Fragile goods need stable locations away from forklift traffic or crushing loads. Some products have rules that come from food safety, chemicals, temperature control, or expiry dates. For example, goods with a short shelf life may need a flow arrangement where older stock is picked first.

A fast-selling item placed in a very small slot can create constant restocking work. A larger slot can reduce these interruptions, even if it uses more valuable space.

The data behind slotting is never fully fixed. Demand changes with seasons, promotions, school terms, weather, and customer habits. An item that was rarely ordered last month can suddenly become a major seller.

Planners therefore compare data across more than one period instead of trusting one unusual week. They look for items often ordered together because placing related items near each other can shorten routes. They must be careful, though.

Putting every popular item in one small area can cause congestion. Workers, pallet trucks, and robots may block one another. Good decisions balance shorter travel with enough room for people and machines to move safely.

Students meet slotting ideas in ordinary places. A supermarket puts everyday products where shoppers can reach them easily, while bulky drinks stay low on pallets. A school library keeps frequently borrowed books in accessible areas.

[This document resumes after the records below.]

//! Reusable setup entity - a named bundle of past personalization a buyer
//! can replay onto a new purchase.

use crate::models::SetupItems;
use sea_orm::entity::prelude::*;
use serde::{Deserialize, Serialize};

/// Reusable setup database model
#[derive(Clone, Debug, PartialEq, DeriveEntityModel, Serialize, Deserialize)]
#[sea_orm(table_name = "personalization_reusable_setups")]
pub struct Model {
    /// Unique identifier for the setup
    #[sea_orm(primary_key)]
    pub id: i64,
    /// Buyer who owns the setup
    pub customer_id: String,
    /// Listing the setup was captured from
    pub listing_id: String,
    /// Buyer-chosen name (e.g., "Mom's birthday mug")
    pub name: String,
    /// Snapshot the content was copied from
    pub source_snapshot_id: Option<i64>,
    /// Booking the content was copied from
    pub source_booking_id: Option<String>,
    /// Copied payloads, free of submission ids
    #[sea_orm(column_type = "Json")]
    pub setup_data: SetupItems,
    /// Number of times the setup was applied
    pub use_count: i32,
    /// When the setup was last applied
    pub last_used_at: Option<DateTimeUtc>,
    /// Pinned to the top of the buyer's list
    pub is_favorite: bool,
    pub created_at: DateTimeUtc,
    pub updated_at: DateTimeUtc,
}

/// Setups copy their content and hold no live references.
#[derive(Copy, Clone, Debug, EnumIter, DeriveRelation)]
pub enum Relation {}

impl ActiveModelBehavior for ActiveModel {}
//! `listing-personalization` - buyer personalization for marketplace listings
//!
//! Sellers describe what a listing can be personalized with; buyers submit
//! values that are validated and priced as they type, locked at a
//! seller-chosen lifecycle stage, frozen into versioned snapshots handed to
//! orders, and optionally saved as reusable setups for repeat purchases.

// Deny the most critical lints that could lead to bugs or security issues
#![deny(
    // Security and correctness
    unsafe_code,
    unsafe_op_in_unsafe_fn,

    // Code quality - things that are almost always bugs
    unreachable_code,
    unreachable_patterns,
    unused_must_use,

    // Documentation - broken links are bugs
    rustdoc::broken_intra_doc_links,
    rustdoc::private_intra_doc_links,
)]
// Warn on things that should be fixed but aren't necessarily bugs
#![warn(
    // Documentation - missing docs should be added gradually
    missing_docs,

    // Clippy categories for overall code quality
    clippy::all,
    clippy::pedantic,
    clippy::nursery,

    // Performance
    clippy::inefficient_to_string,
    clippy::large_types_passed_by_value,
    clippy::needless_pass_by_value,
    clippy::unnecessary_wraps,

    // Correctness
    clippy::clone_on_ref_ptr,
    clippy::dbg_macro,
    clippy::exit,
    clippy::expect_used,
    clippy::float_cmp,
    clippy::panic,
    clippy::todo,
    clippy::unimplemented,
    clippy::unwrap_used,

    // Complexity and readability
    clippy::cognitive_complexity,
    clippy::large_enum_variant,
    clippy::match_same_arms,
    clippy::too_many_lines,

    // Style consistency
    clippy::enum_glob_use,
    clippy::inconsistent_struct_constructor,
    clippy::missing_errors_doc,
    clippy::missing_panics_doc,
    clippy::must_use_candidate,
    clippy::redundant_closure_for_method_calls,
    clippy::semicolon_if_nothing_returned,
    clippy::wildcard_imports,

    // Future compatibility
    future_incompatible,
    rust_2018_idioms,
)]
// Allow some pedantic lints that are too noisy or not applicable
#![allow(
    clippy::module_name_repetitions,  // Common pattern in Rust
    clippy::missing_errors_doc,        // Will add gradually
    clippy::missing_panics_doc,        // Will add gradually
)]

/// Configuration management for the database and the seller catalog
pub mod config;
/// Core business logic - configs, validation, pricing, submissions, snapshots and setups
pub mod core;
/// SeaORM entity definitions for database tables
pub mod entities;
/// Unified error types and result handling
pub mod errors;
/// Typed values stored in JSON and enum columns
pub mod models;

#[cfg(test)]
pub mod test_utils;
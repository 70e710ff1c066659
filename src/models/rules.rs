//! Seller-defined constraints for a personalization slot.
//!
//! Each sub-config carries its own `enabled` flag. Only the sub-config that
//! matches the slot's [`PersonalizationType`](super::PersonalizationType) is
//! meaningful, except for `combined` slots where any subset may be active.

use sea_orm::FromJsonQueryResult;
use serde::{Deserialize, Serialize};

const fn default_true() -> bool {
    true
}

/// Constraints on free-text input. Length bounds of 0 mean unbounded.
#[derive(Clone, Debug, PartialEq, Eq, Serialize, Deserialize, FromJsonQueryResult)]
pub struct TextConfig {
    /// Whether text is collected for this slot
    #[serde(default = "default_true")]
    pub enabled: bool,
    /// Minimum number of characters (0 = unbounded)
    #[serde(default)]
    pub min_length: u32,
    /// Maximum number of characters (0 = unbounded)
    #[serde(default)]
    pub max_length: u32,
    /// Pattern the whole value must match
    #[serde(default)]
    pub validation_regex: Option<String>,
    /// Hint shown in the empty input
    #[serde(default)]
    pub placeholder: Option<String>,
}

/// Minimum pixel size of an uploaded image.
#[derive(Clone, Copy, Debug, PartialEq, Eq, Serialize, Deserialize)]
pub struct Resolution {
    /// Minimum width in pixels
    pub width: u32,
    /// Minimum height in pixels
    pub height: u32,
}

/// A seller-provided image a buyer can choose instead of uploading.
#[derive(Clone, Debug, PartialEq, Serialize, Deserialize)]
pub struct PresetImage {
    /// Stable identifier referenced by `ImageData::preset_id`
    pub id: String,
    /// Display name
    pub name: String,
    /// Where the preset image lives
    pub url: String,
    /// Extra charge added on top of the slot's own price impact
    #[serde(default)]
    pub price_modifier: f64,
}

/// Constraints on uploaded or selected images.
#[derive(Clone, Debug, PartialEq, Serialize, Deserialize, FromJsonQueryResult)]
pub struct ImageUploadConfig {
    /// Whether an image is collected for this slot
    #[serde(default = "default_true")]
    pub enabled: bool,
    /// Upload size limit in megabytes (0 = unbounded)
    #[serde(default)]
    pub max_file_size_mb: f64,
    /// Minimum accepted resolution
    #[serde(default)]
    pub min_resolution: Option<Resolution>,
    /// Lowercase file extensions accepted for uploads; empty accepts any
    #[serde(default)]
    pub allowed_formats: Vec<String>,
    /// Seller images available for `image_selection`
    #[serde(default)]
    pub presets: Vec<PresetImage>,
}

impl ImageUploadConfig {
    /// Upload size limit in bytes, if one is configured.
    #[must_use]
    #[allow(clippy::cast_possible_truncation, clippy::cast_sign_loss)]
    pub fn max_file_size_bytes(&self) -> Option<u64> {
        (self.max_file_size_mb > 0.0).then(|| (self.max_file_size_mb * 1024.0 * 1024.0) as u64)
    }

    /// Looks up a preset by id.
    #[must_use]
    pub fn preset(&self, preset_id: &str) -> Option<&PresetImage> {
        self.presets.iter().find(|p| p.id == preset_id)
    }
}

/// A font a buyer may choose.
#[derive(Clone, Debug, PartialEq, Eq, Serialize, Deserialize)]
pub struct FontOption {
    pub id: String,
    pub family: String,
}

/// Constraints on font selection. Size bounds of 0 mean unbounded.
#[derive(Clone, Debug, PartialEq, Eq, Serialize, Deserialize, FromJsonQueryResult)]
pub struct FontConfig {
    #[serde(default = "default_true")]
    pub enabled: bool,
    /// Fonts on offer; empty accepts any font id
    #[serde(default)]
    pub allowed_fonts: Vec<FontOption>,
    #[serde(default)]
    pub min_size: u32,
    #[serde(default)]
    pub max_size: u32,
    #[serde(default)]
    pub default_size: Option<u32>,
}

/// A named palette color.
#[derive(Clone, Debug, PartialEq, Eq, Serialize, Deserialize)]
pub struct ColorOption {
    pub name: String,
    pub hex: String,
}

/// Constraints on color selection.
#[derive(Clone, Debug, PartialEq, Eq, Serialize, Deserialize, FromJsonQueryResult)]
pub struct ColorConfig {
    #[serde(default = "default_true")]
    pub enabled: bool,
    /// Seller palette; a color outside it is "custom"
    #[serde(default)]
    pub palette: Vec<ColorOption>,
    #[serde(default)]
    pub allow_custom_colors: bool,
}

impl ColorConfig {
    /// Whether `hex` is one of the palette colors (case-insensitive).
    #[must_use]
    pub fn in_palette(&self, hex: &str) -> bool {
        self.palette.iter().any(|c| c.hex.eq_ignore_ascii_case(hex))
    }
}

impl Default for TextConfig {
    fn default() -> Self {
        Self {
            enabled: true,
            min_length: 0,
            max_length: 0,
            validation_regex: None,
            placeholder: None,
        }
    }
}

impl Default for ImageUploadConfig {
    fn default() -> Self {
        Self {
            enabled: true,
            max_file_size_mb: 0.0,
            min_resolution: None,
            allowed_formats: Vec::new(),
            presets: Vec::new(),
        }
    }
}

impl Default for FontConfig {
    fn default() -> Self {
        Self {
            enabled: true,
            allowed_fonts: Vec::new(),
            min_size: 0,
            max_size: 0,
            default_size: None,
        }
    }
}

impl Default for ColorConfig {
    fn default() -> Self {
        Self {
            enabled: true,
            palette: Vec::new(),
            allow_custom_colors: false,
        }
    }
}

/// How a slot contributes to the item price.
///
/// `Percentage` is expressed in whole percent of the listing's base price.
#[derive(Clone, Debug, Default, PartialEq, Serialize, Deserialize, FromJsonQueryResult)]
#[serde(tag = "type", rename_all = "snake_case")]
pub enum PriceImpact {
    #[default]
    None,
    Fixed { amount: f64 },
    Percentage { percentage: f64 },
    PerCharacter { per_character: f64 },
    PerImage { per_image: f64 },
}

impl PriceImpact {
    /// The configured rate or amount, if any.
    #[must_use]
    pub const fn rate(&self) -> Option<f64> {
        match self {
            Self::None => None,
            Self::Fixed { amount } => Some(*amount),
            Self::Percentage { percentage } => Some(*percentage),
            Self::PerCharacter { per_character } => Some(*per_character),
            Self::PerImage { per_image } => Some(*per_image),
        }
    }
}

A kitchen stores plates, cutlery, and common ingredients near the places where they are used. These are small examples of arranging space around repeated tasks. When studying warehouse systems, pay attention to the difference between a local improvement and a whole-system improvement.

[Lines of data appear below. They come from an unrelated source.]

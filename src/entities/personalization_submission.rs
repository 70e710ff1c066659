//! Personalization submission entity - one buyer's value for one config.
//!
//! A submission moves `draft -> attached -> locked` and never back. Once
//! `is_locked` is set no column may change; see [`crate::core::submission`].

use crate::models::{
    LockStage, PersonalizationType, SubmissionPayload, ValidationErrors, ValidationStatus,
};
use sea_orm::entity::prelude::*;
use serde::{Deserialize, Serialize};

/// Personalization submission database model
#[derive(Clone, Debug, PartialEq, DeriveEntityModel, Serialize, Deserialize)]
#[sea_orm(table_name = "personalization_submissions")]
pub struct Model {
    /// Unique identifier for the submission
    #[sea_orm(primary_key)]
    pub id: i64,
    /// Buyer who owns the submission
    pub customer_id: String,
    /// Listing being personalized
    pub listing_id: String,
    /// Config slot this submission answers
    pub config_id: i64,
    /// Mirrors the payload variant, kept as a column for filtering
    pub submission_type: PersonalizationType,
    /// The buyer's values
    #[sea_orm(column_type = "Json")]
    pub payload: SubmissionPayload,
    /// Cart line, set once and never reassigned
    pub cart_item_id: Option<String>,
    /// Booking, when the submission was created against one directly
    pub booking_id: Option<String>,
    /// Production order, when created against one directly
    pub production_order_id: Option<String>,
    /// Incremental price computed on the last write
    pub calculated_price_impact: f64,
    /// Outcome of the last validation pass
    pub validation_status: ValidationStatus,
    /// User-facing messages from the last validation pass
    #[sea_orm(column_type = "Json")]
    pub validation_errors: ValidationErrors,
    /// Frozen flag
    pub is_locked: bool,
    /// When the submission was frozen
    pub locked_at: Option<DateTimeUtc>,
    /// Stage that froze the submission
    pub locked_reason: Option<LockStage>,
    /// Incremented on every accepted write
    pub revision: i32,
    /// When the submission was created
    pub created_at: DateTimeUtc,
    /// When the submission was last written
    pub updated_at: DateTimeUtc,
}

/// Where a submission sits in its lifecycle.
#[derive(Debug, Clone, Copy, PartialEq, Eq)]
pub enum SubmissionState {
    /// Unlocked, not yet on a cart line
    Draft,
    /// Unlocked, attached to a cart line
    Attached,
    /// Frozen into a snapshot
    Locked,
}

impl Model {
    /// Derives the lifecycle state from the lock flag and cart link.
    #[must_use]
    pub const fn state(&self) -> SubmissionState {
        if self.is_locked {
            SubmissionState::Locked
        } else if self.cart_item_id.is_some() {
            SubmissionState::Attached
        } else {
            SubmissionState::Draft
        }
    }
}

/// Submissions carry their config id but no foreign key (see the config entity).
#[derive(Copy, Clone, Debug, EnumIter, DeriveRelation)]
pub enum Relation {}

impl ActiveModelBehavior for ActiveModel {}
//! Personalization snapshot entity - the frozen truth for one cart item.
//!
//! A cart item may accumulate several versions; exactly one is `active`.
//! `active_cart_item_id` mirrors `cart_item_id` only while the snapshot is
//! active, so the unique index on it allows a single active row per cart item.

use crate::models::{
    ConfigSnapshot, FrozenSubmission, FrozenSubmissions, ImageReferences, LockStage,
    PreviewRenders, SnapshotStatus,
};
use sea_orm::entity::prelude::*;
use serde::{Deserialize, Serialize};

/// Personalization snapshot database model
#[derive(Clone, Debug, PartialEq, DeriveEntityModel, Serialize, Deserialize)]
#[sea_orm(table_name = "personalization_snapshots")]
pub struct Model {
    #[sea_orm(primary_key)]
    pub id: i64,
    pub cart_item_id: String,
    /// Equal to `cart_item_id` while active, NULL once superseded
    #[sea_orm(unique)]
    pub active_cart_item_id: Option<String>,
    pub customer_id: String,
    pub listing_id: String,
    /// Seller fulfilling the order
    pub provider_id: String,
    /// Booking the snapshot was transferred to
    pub booking_id: Option<String>,
    /// Production order the snapshot was transferred to
    pub production_order_id: Option<String>,
    /// Submissions at freeze time
    #[sea_orm(column_type = "Json")]
    pub snapshot_data: FrozenSubmissions,
    /// Configs at freeze time, kept for audit
    #[sea_orm(column_type = "Json")]
    pub config_snapshot: ConfigSnapshot,
    #[sea_orm(column_type = "Json")]
    pub uploaded_images: ImageReferences,
    #[sea_orm(column_type = "Json")]
    pub preview_renders: PreviewRenders,
    /// Sum of the frozen submissions' price impacts
    pub total_price_impact: f64,
    /// 1 for the first snapshot of a cart item, +1 per supersession
    pub snapshot_version: i32,
    pub status: SnapshotStatus,
    /// Stage that triggered the freeze
    pub lock_stage: LockStage,
    pub finalized_at: DateTimeUtc,
    pub superseded_at: Option<DateTimeUtc>,
    pub transferred_at: Option<DateTimeUtc>,
}

impl Model {
    /// Whether downstream systems reference this snapshot.
    #[must_use]
    pub fn is_active(&self) -> bool {
        self.status == SnapshotStatus::Active
    }

    /// Whether the snapshot has been handed to an order.
    #[must_use]
    pub const fn is_transferred(&self) -> bool {
        self.booking_id.is_some()
    }

    /// The frozen copy of one submission.
    #[must_use]
    pub fn frozen_submission(&self, submission_id: i64) -> Option<&FrozenSubmission> {
        self.snapshot_data
            .0
            .iter()
            .find(|s| s.submission_id == submission_id)
    }

    /// The frozen value for a config slot, paired with the config as it was.
    #[must_use]
    pub fn frozen_slot(
        &self,
        config_id: i64,
    ) -> Option<(&FrozenSubmission, Option<&super::personalization_config::Model>)> {
        let frozen = self.snapshot_data.0.iter().find(|s| s.config_id == config_id)?;
        Some((frozen, self.config_snapshot.config(config_id)))
    }
}

#[derive(Copy, Clone, Debug, EnumIter, DeriveRelation)]
pub enum Relation {}

impl ActiveModelBehavior for ActiveModel {}
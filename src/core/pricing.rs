//! Price impact calculator - the incremental price of personalization.
//!
//! The listing's base price belongs to the pricing collaborator; it is only
//! passed in here for `percentage` rules. All amounts are rounded to cents,
//! and sums are taken in whole cents so totals never drift.

use crate::{
    entities::personalization_config,
    models::{PriceImpact, SubmissionPayload},
};

/// Rounds a currency amount to two decimal places.
#[must_use]
pub fn round_to_cents(amount: f64) -> f64 {
    (amount * 100.0).round() / 100.0
}

#[allow(clippy::cast_possible_truncation)]
fn to_cents(amount: f64) -> i64 {
    (amount * 100.0).round() as i64
}

/// Sums amounts in whole cents.
#[must_use]
#[allow(clippy::cast_precision_loss)]
pub fn sum_amounts<I>(amounts: I) -> f64
where
    I: IntoIterator<Item = f64>,
{
    let cents: i64 = amounts.into_iter().map(to_cents).sum();
    cents as f64 / 100.0
}

/// Computes one config's price impact from raw inputs.
///
/// * `text_value` - text entered for the slot, if any
/// * `image_count` - number of images supplied for the slot
/// * `base_price` - listing base price, used only by `percentage` rules
#[must_use]
#[allow(clippy::cast_precision_loss)]
pub fn calculate(
    config: &personalization_config::Model,
    text_value: Option<&str>,
    image_count: u32,
    base_price: Option<f64>,
) -> f64 {
    let impact = match &config.price_impact {
        PriceImpact::None => 0.0,
        PriceImpact::Fixed { amount } => *amount,
        PriceImpact::Percentage { percentage } => base_price.unwrap_or(0.0) * percentage / 100.0,
        PriceImpact::PerCharacter { per_character } => {
            text_value.map_or(0, |t| t.chars().count()) as f64 * per_character
        }
        PriceImpact::PerImage { per_image } => f64::from(image_count) * per_image,
    };
    round_to_cents(impact)
}

/// Computes the price impact of a submission payload.
///
/// An empty payload costs nothing. A chosen preset image adds its own
/// `price_modifier` on top of the slot's rule.
#[must_use]
pub fn calculate_for_submission(
    config: &personalization_config::Model,
    payload: &SubmissionPayload,
    base_price: Option<f64>,
) -> f64 {
    if !payload.has_content() {
        return 0.0;
    }

    let rule_impact = calculate(
        config,
        payload.text_value(),
        payload.image_count(),
        base_price,
    );

    let preset_modifier = payload
        .image()
        .filter(|image| image.uploaded_url().is_none())
        .and_then(|image| image.preset_id())
        .and_then(|preset_id| {
            config
                .image_upload_config
                .as_ref()
                .and_then(|c| c.preset(preset_id))
        })
        .map_or(0.0, |preset| preset.price_modifier);

    sum_amounts([rule_impact, preset_modifier])
}

/// Per-config price impacts and their total for one listing.
#[derive(Debug, Clone, Default, PartialEq)]
pub struct PriceBreakdown {
    /// `(config_id, impact)` in the order submissions were given
    pub items: Vec<(i64, f64)>,
    /// Sum of all items
    pub total: f64,
}

/// Sums each submission's independently computed impact. Submissions whose
/// config is not among `configs` contribute nothing.
#[must_use]
pub fn calculate_listing_total(
    configs: &[personalization_config::Model],
    submissions: &[(i64, &SubmissionPayload)],
    base_price: Option<f64>,
) -> PriceBreakdown {
    let items: Vec<(i64, f64)> = submissions
        .iter()
        .filter_map(|(config_id, payload)| {
            let config = configs.iter().find(|c| c.id == *config_id)?;
            Some((
                *config_id,
                calculate_for_submission(config, payload, base_price),
            ))
        })
        .collect();
    let total = sum_amounts(items.iter().map(|(_, impact)| *impact));
    PriceBreakdown { items, total }
}

#[cfg(test)]
mod tests {
    #![allow(clippy::float_cmp)]
    use super::*;
    use crate::models::{CombinedPayload, ImageData, ImageUploadConfig, PersonalizationType, PresetImage};
    use crate::test_utils::config_model;

    fn priced(impact: PriceImpact) -> personalization_config::Model {
        let mut config = config_model(PersonalizationType::Combined, false);
        config.price_impact = impact;
        config
    }

    #[test]
    fn test_rules() {
        assert_eq!(calculate(&priced(PriceImpact::None), Some("abc"), 1, Some(50.0)), 0.0);
        assert_eq!(
            calculate(&priced(PriceImpact::Fixed { amount: 3.0 }), None, 0, None),
            3.0
        );
        assert_eq!(
            calculate(
                &priced(PriceImpact::Percentage { percentage: 10.0 }),
                None,
                0,
                Some(24.99)
            ),
            2.5
        );
        assert_eq!(
            calculate(
                &priced(PriceImpact::Percentage { percentage: 10.0 }),
                None,
                0,
                None
            ),
            0.0
        );
        assert_eq!(
            calculate(
                &priced(PriceImpact::PerImage { per_image: 1.25 }),
                None,
                3,
                None
            ),
            3.75
        );
    }

    #[test]
    fn test_per_character() {
        let config = priced(PriceImpact::PerCharacter { per_character: 0.50 });
        assert_eq!(calculate(&config, Some("0123456789"), 0, None), 5.00);
        assert_eq!(calculate(&config, None, 0, None), 0.0);
        // Characters, not bytes
        assert_eq!(calculate(&config, Some("ñandú"), 0, None), 2.5);
    }

    #[test]
    fn test_empty_submission_costs_nothing() {
        let config = priced(PriceImpact::Fixed { amount: 5.0 });
        let empty = SubmissionPayload::Combined(CombinedPayload::default());
        assert_eq!(calculate_for_submission(&config, &empty, None), 0.0);
        assert_eq!(
            calculate_for_submission(&config, &SubmissionPayload::text("Hi"), None),
            5.0
        );
    }

    #[test]
    fn test_preset_modifier_is_added() {
        let mut config = priced(PriceImpact::PerImage { per_image: 2.0 });
        config.image_upload_config = Some(ImageUploadConfig {
            presets: vec![PresetImage {
                id: "heart".to_string(),
                name: "Heart".to_string(),
                url: "https://cdn.example/heart.png".to_string(),
                price_modifier: 1.5,
            }],
            ..Default::default()
        });

        let preset = SubmissionPayload::ImageSelection {
            image: ImageData {
                preset_id: Some("heart".to_string()),
                ..Default::default()
            },
        };
        assert_eq!(calculate_for_submission(&config, &preset, None), 3.5);

        let upload = SubmissionPayload::ImageUpload {
            image: ImageData {
                uploaded_url: Some("https://cdn.example/u/1.png".to_string()),
                ..Default::default()
            },
        };
        assert_eq!(calculate_for_submission(&config, &upload, None), 2.0);
    }

    #[test]
    fn test_listing_total_sums_configs() {
        let mut engraving = priced(PriceImpact::PerCharacter { per_character: 0.1 });
        engraving.id = 1;
        let mut gift_wrap = priced(PriceImpact::Fixed { amount: 0.2 });
        gift_wrap.id = 2;

        let text = SubmissionPayload::text("abc");
        let note = SubmissionPayload::text("x");
        let orphan = SubmissionPayload::text("ignored");
        let breakdown = calculate_listing_total(
            &[engraving, gift_wrap],
            &[(1, &text), (2, &note), (99, &orphan)],
            None,
        );
        assert_eq!(breakdown.items, vec![(1, 0.3), (2, 0.2)]);
        assert_eq!(breakdown.total, 0.5);
    }

    #[test]
    fn test_sum_amounts_has_no_drift() {
        assert_eq!(sum_amounts([0.1, 0.2]), 0.3);
        assert_eq!(sum_amounts([2.00, 3.50]), 5.50);
        assert_eq!(sum_amounts(std::iter::repeat_n(0.01, 1000)), 10.0);
    }
}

Moving one item closer may seem useful, but it can create crowding, extra replenishment, or a less safe lift. The strongest solution uses measurements, tests the predicted savings, then checks real results after the change.

Key Facts

  • Pick frequency = number of picks for an item per time period.
  • Travel time = travel distance / average travel speed.
  • Expected travel cost = sum over items of pick frequency x distance x cost per meter.
  • Cube usage = used storage volume / available storage volume.
  • ABC slotting ranks items by activity, with A items picked most often and placed closest to fast pick zones.
  • Re-slotting benefit = current picking cost - optimized picking cost.

Vocabulary

Slotting optimization
Slotting optimization is the data-driven assignment of products to warehouse storage locations to reduce labor, travel, congestion, and handling cost.
Pick face
A pick face is the accessible storage location where a picker or robot retrieves units for customer orders.
ABC analysis
ABC analysis is a ranking method that groups items by activity or value so the most important items receive the best locations.
Affinity
Affinity is the tendency of two or more products to appear together in the same order.
Travel path
A travel path is the route taken by a picker, robot, or conveyor movement through the warehouse to complete work.

Common Mistakes to Avoid

  • Placing all fast movers at the very front, because this can create congestion and slow the whole aisle even though travel distance looks short.
  • Ignoring product size and weight, because a high-demand bulky item may waste prime space or create unsafe lifting if stored at the wrong height.
  • Using average demand only, because seasonal peaks and promotions can make yesterday's best slotting plan inefficient tomorrow.
  • Optimizing one item at a time, because orders are picked in groups and product affinity can matter as much as individual pick frequency.

Practice Questions

  1. 1 Item A is picked 180 times per day and is stored 42 m from the packing station. If moving it to a 12 m location does not change other work, how many meters of walking are saved per day?
  2. 2 A robot travels at 1.5 m/s. A slotting change reduces the average round trip distance for 600 picks from 50 m to 38 m. How many seconds of robot travel time are saved in one day?
  3. 3 A warehouse has one item that is very popular but large and heavy, and another item that is moderately popular but small and often ordered with many other products. Explain how a slotting optimizer might decide which item gets the closest pick face.